Higher Order Differential Equations

A non-homogeneous equation of constant coefficients is an equation of the form

${\displaystyle {\frac {d^{n}y}{dx^{n}}}+c_{1}{\frac {d^{n-1}y}{dx^{n-1}}}+\ldots +c_{n}y=f(x)}$

where c_i are all constants and f(x) is not 0.

Every non-homogeneous equation has a complementary function (CF), which can be found by replacing the f(x) with 0, and solving for the homogeneous solution. For example, the CF of

${\displaystyle {\frac {d^{2}y}{dx^{2}}}-3{\frac {dy}{dx}}+4y={\frac {2\sin x}{x^{2}}}}$

is the solution to the differential equation

${\displaystyle {\frac {d^{2}y}{dx^{2}}}-3{\frac {dy}{dx}}+4y=0}$

The superposition principle makes solving a non-homogeneous equation fairly simple. The final solution is the sum of the solutions to the complementary function, and the solution due to f(x), called the particular integral (PI). In other words,

General Solution = CF + PI

The method of undetermined coefficients is an easy shortcut to find the particular integral for some f(x).

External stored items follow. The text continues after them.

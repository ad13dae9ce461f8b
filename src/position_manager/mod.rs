use rust_decimal::Decimal;

use crate::config::RuntimeConfig;
use crate::sizing::{averaging_quantity, averaging_within_risk_cap};
use crate::types::{AveragingMode, DecisionKind, EntryMode, ExitReason, Position, Side};

/// Outcome of one exit-priority evaluation pass over a single position.
/// Exactly one of these is returned per call — the first applicable step
/// in the ordered protocol wins, and every step after it is skipped for
/// this tick.
#[derive(Debug, Clone, PartialEq)]
pub enum PositionAction {
    None,
    Close { reason: ExitReason },
    ClosePartial { fraction: Decimal, reason: ExitReason },
    ActivateTrailing { new_stop: Decimal },
    UpdateTrailingStop { new_stop: Decimal },
    Average { mode: AveragingMode, quantity: Decimal },
}

/// Evaluates the ordered exit-priority protocol for one position on one
/// closed candle: break-even stop, trailing-stop exit or plain stop-loss,
/// partial take-profit, trailing-stop activation, take-profit, signal exit,
/// then averaging. The first step whose condition holds is applied and
/// every later step is skipped — a position that both hits its stop and
/// would otherwise average in always takes the stop.
///
/// Breakeven itself is never a standalone promotion step here:
/// `partial_tp_taken` promotion (inside `ClosePartial`'s handling) is what
/// flips `breakeven_active` and raises `stop_loss` to the entry price. This
/// function only decides whether a breakeven-promoted position has since
/// traded back through its entry — checked ahead of the trailing/plain stop
/// test below, since both would otherwise also see the same entry-priced
/// `stop_loss` and report it as a less specific reason.
pub fn evaluate_position(
    position: &Position,
    decision: Option<&DecisionKind>,
    config: &RuntimeConfig,
) -> PositionAction {
    if position.breakeven_active && breakeven_stop_violated(position) {
        return PositionAction::Close { reason: ExitReason::Breakeven };
    }

    // Once trailing has taken over, it owns the `stop_loss` field it keeps
    // ratcheting — a breach reports as TrailingStop, not the generic
    // StopLoss reason the same field would otherwise produce.
    if position.trailing_active {
        if trailing_stop_violation(position, config).is_some() {
            return PositionAction::Close { reason: ExitReason::TrailingStop };
        }
    } else if position.should_stop_loss() {
        return PositionAction::Close { reason: ExitReason::StopLoss };
    }

    let pnl_pct = position.pnl_percentage();

    if !position.partial_tp_taken && pnl_pct >= config.exits.partial_tp_trigger_pct {
        return PositionAction::ClosePartial {
            fraction: config.exits.partial_tp_close_fraction,
            reason: ExitReason::PartialTakeProfit,
        };
    }

    if !position.trailing_active && pnl_pct >= config.exits.trail_activation_pct {
        let new_stop = trail_stop_from_current(position, config);
        return PositionAction::ActivateTrailing { new_stop };
    }

    if position.should_take_profit() {
        return PositionAction::Close { reason: ExitReason::TakeProfit };
    }

    if let Some(kind) = decision {
        let opposes = matches!(
            (position.side, kind),
            (Side::Buy, DecisionKind::Sell) | (Side::Sell, DecisionKind::Buy)
        );
        if opposes {
            return PositionAction::Close { reason: ExitReason::SignalExit };
        }
    }

    let averaging = averaging_action(position, config);
    if averaging != PositionAction::None {
        return averaging;
    }

    // Lowest priority: quietly ratchet an already-active trailing stop
    // tighter. Never preempts an exit, partial-TP, activation or averaging
    // decision above.
    if position.trailing_active {
        if let Some(new_stop) = new_stop_if_improved(position, config) {
            return PositionAction::UpdateTrailingStop { new_stop };
        }
    }

    PositionAction::None
}

/// True once price has traded back through the average entry price on a
/// breakeven-promoted position, regardless of where `stop_loss` itself
/// currently sits (a later trailing update may have moved it past entry).
fn breakeven_stop_violated(position: &Position) -> bool {
    match position.side {
        Side::Buy => position.current_price <= position.entry_price,
        Side::Sell => position.current_price >= position.entry_price,
    }
}

fn trail_stop_from_current(position: &Position, config: &RuntimeConfig) -> Decimal {
    let distance = position.current_price * (config.exits.trail_distance_pct / Decimal::from(100));
    match position.side {
        Side::Buy => position.current_price - distance,
        Side::Sell => position.current_price + distance,
    }
}

/// Returns `Some(new_stop)` when the high-water mark has advanced enough to
/// tighten the trailing stop, `None` when the existing stop already covers
/// the current trail distance.
fn new_stop_if_improved(position: &Position, config: &RuntimeConfig) -> Option<Decimal> {
    let distance = position.highest_price_since_entry * (config.exits.trail_distance_pct / Decimal::from(100));
    let candidate = match position.side {
        Side::Buy => position.highest_price_since_entry - distance,
        Side::Sell => position.highest_price_since_entry + distance,
    };
    match (position.side, position.stop_loss) {
        (Side::Buy, Some(current)) if candidate > current => Some(candidate),
        (Side::Sell, Some(current)) if candidate < current => Some(candidate),
        (_, None) => Some(candidate),
        _ => None,
    }
}

fn trailing_stop_violation(position: &Position, config: &RuntimeConfig) -> Option<Decimal> {
    let stop = position.stop_loss.unwrap_or_else(|| trail_stop_from_current(position, config));
    let violated = match position.side {
        Side::Buy => position.current_price <= stop,
        Side::Sell => position.current_price >= stop,
    };
    if violated {
        Some(stop)
    } else {
        None
    }
}

/// AVERAGE_DOWN fires only for mean-reversion entries that have drawn down
/// by `average_down_trigger_pct`; PYRAMID_UP fires only for trend-following
/// entries that have run up by `pyramid_up_trigger_pct`. Both are capped by
/// `max_averaging_attempts` and `max_total_risk_multiplier`.
fn averaging_action(position: &Position, config: &RuntimeConfig) -> PositionAction {
    if position.averaging_count >= config.averaging.max_averaging_attempts {
        return PositionAction::None;
    }

    let move_pct = match position.side {
        Side::Buy => ((position.current_price - position.entry_price) / position.entry_price) * Decimal::from(100),
        Side::Sell => ((position.entry_price - position.current_price) / position.entry_price) * Decimal::from(100),
    };

    let (mode, triggered, fraction) = match position.entry_mode {
        EntryMode::MeanReversion if move_pct <= -config.averaging.average_down_trigger_pct => {
            (AveragingMode::AverageDown, true, config.averaging.average_down_size_fraction)
        }
        EntryMode::TrendFollowing if move_pct >= config.averaging.pyramid_up_trigger_pct => {
            (AveragingMode::PyramidUp, true, config.averaging.pyramid_up_size_fraction)
        }
        _ => (AveragingMode::AverageDown, false, Decimal::ZERO),
    };

    if !triggered {
        return PositionAction::None;
    }

    let original_notional = position.total_invested / Decimal::from(position.averaging_count + 1).max(Decimal::ONE);
    let quantity = match averaging_quantity(original_notional, fraction, position.current_price) {
        Some(q) => q,
        None => return PositionAction::None,
    };

    let total_invested_after = position.total_invested + position.current_price * quantity;
    if !averaging_within_risk_cap(
        position.total_invested,
        total_invested_after,
        config.averaging.max_total_risk_multiplier,
        position.side,
    ) {
        return PositionAction::None;
    }

    PositionAction::Average { mode, quantity }
}

#[cfg(test)]
mod tests {
    use super::*;
    use crate::types::{EntryMode, PositionStatus, Side, TradingPair};
    use chrono::Utc;
    use rust_decimal_macros::dec;

    fn base_position() -> Position {
        Position {
            id: "p1".to_string(),
            pair: TradingPair::BTCUSDT,
            side: Side::Buy,
            status: PositionStatus::Open,
            entry_price: dec!(100),
            current_price: dec!(100),
            quantity: dec!(1),
            stop_loss: Some(dec!(95)),
            take_profit: Some(dec!(120)),
            unrealized_pnl: Decimal::ZERO,
            realized_pnl: Decimal::ZERO,
            peak_pnl_pct: Decimal::ZERO,
            opened_at: Utc::now(),
            closed_at: None,
            strategy_id: "regime-engine".to_string(),
            order_ids: vec![],
            oco_order_id: None,
            total_invested: dec!(100),
            commission_paid: dec!(0.1),
            highest_price_since_entry: dec!(100),
            trailing_active: false,
            breakeven_active: false,
            partial_tp_taken: false,
            entry_mode: EntryMode::TrendFollowing,
            entry_votes_delta: 4,
            entry_reasons: vec![],
            averaging_count: 0,
            averaging_entries: vec![],
        }
    }

    #[test]
    fn stop_loss_takes_priority_over_everything_else() {
        let mut pos = base_position();
        pos.update_price(dec!(94));
        let config = RuntimeConfig::default();
        let action = evaluate_position(&pos, None, &config);
        assert_eq!(action, PositionAction::Close { reason: ExitReason::StopLoss });
    }

    #[test]
    fn breakeven_stop_close_takes_priority_over_trailing_stop_close() {
        let mut pos = base_position();
        pos.breakeven_active = true;
        pos.partial_tp_taken = true;
        pos.trailing_active = true;
        pos.stop_loss = Some(dec!(100)); // promoted to entry by close_partial
        pos.update_price(dec!(100)); // back at entry: both breakeven and trailing stops violate
        let config = RuntimeConfig::default();
        let action = evaluate_position(&pos, None, &config);
        assert_eq!(action, PositionAction::Close { reason: ExitReason::Breakeven });
    }

    #[test]
    fn trailing_stop_reports_trailing_once_active_even_above_entry() {
        let mut pos = base_position();
        pos.breakeven_active = true;
        pos.partial_tp_taken = true;
        pos.trailing_active = true;
        pos.stop_loss = Some(dec!(103)); // trailing has since tightened the stop above entry
        pos.update_price(dec!(101)); // above entry, but below the tightened stop
        let config = RuntimeConfig::default();
        let action = evaluate_position(&pos, None, &config);
        // Price never traded back through entry, so the breakeven-stop reason
        // doesn't apply; trailing owns `stop_loss` once active, so the breach
        // reports as TrailingStop rather than the generic StopLoss.
        assert_eq!(action, PositionAction::Close { reason: ExitReason::TrailingStop });
    }

    #[test]
    fn pyramid_up_triggers_for_trend_following_runner() {
        let mut pos = base_position();
        pos.breakeven_active = true;
        pos.trailing_active = true;
        pos.stop_loss = Some(dec!(99));
        pos.partial_tp_taken = true;
        pos.update_price(dec!(102.5));
        let config = RuntimeConfig::default();
        let action = evaluate_position(&pos, None, &config);
        match action {
            PositionAction::Average { mode, .. } => assert_eq!(mode, AveragingMode::PyramidUp),
            other => panic!("expected Average(PyramidUp), got {other:?}"),
        }
    }

    #[test]
    fn signal_exit_fires_when_nothing_else_does_and_decision_opposes_side() {
        let mut pos = base_position();
        pos.breakeven_active = true;
        pos.trailing_active = true;
        pos.stop_loss = Some(dec!(99));
        pos.partial_tp_taken = true;
        pos.entry_mode = EntryMode::MeanReversion;
        pos.update_price(dec!(100.2));
        let config = RuntimeConfig::default();
        let action = evaluate_position(&pos, Some(&DecisionKind::Sell), &config);
        assert_eq!(action, PositionAction::Close { reason: ExitReason::SignalExit });
    }
}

The method works only if a finite number of derivatives of f(x) eventually reduces to 0, or if the derivatives eventually fall into a pattern in a finite number of derivatives. If this is true, we then know part of the PI - the sum of all derivatives before we hit 0 (or all the derivatives in the pattern) multiplied by arbitrary constants. This is the trial PI. We can then plug our trial PI into the original equation to solve it fully.

As we will see, we may need to alter this trial PI depending on the CF. If the trial PI contains a term that is also present in the CF, then the PI will be absorbed by the arbitrary constant in the CF, and therefore we will not have a full solution to the problem.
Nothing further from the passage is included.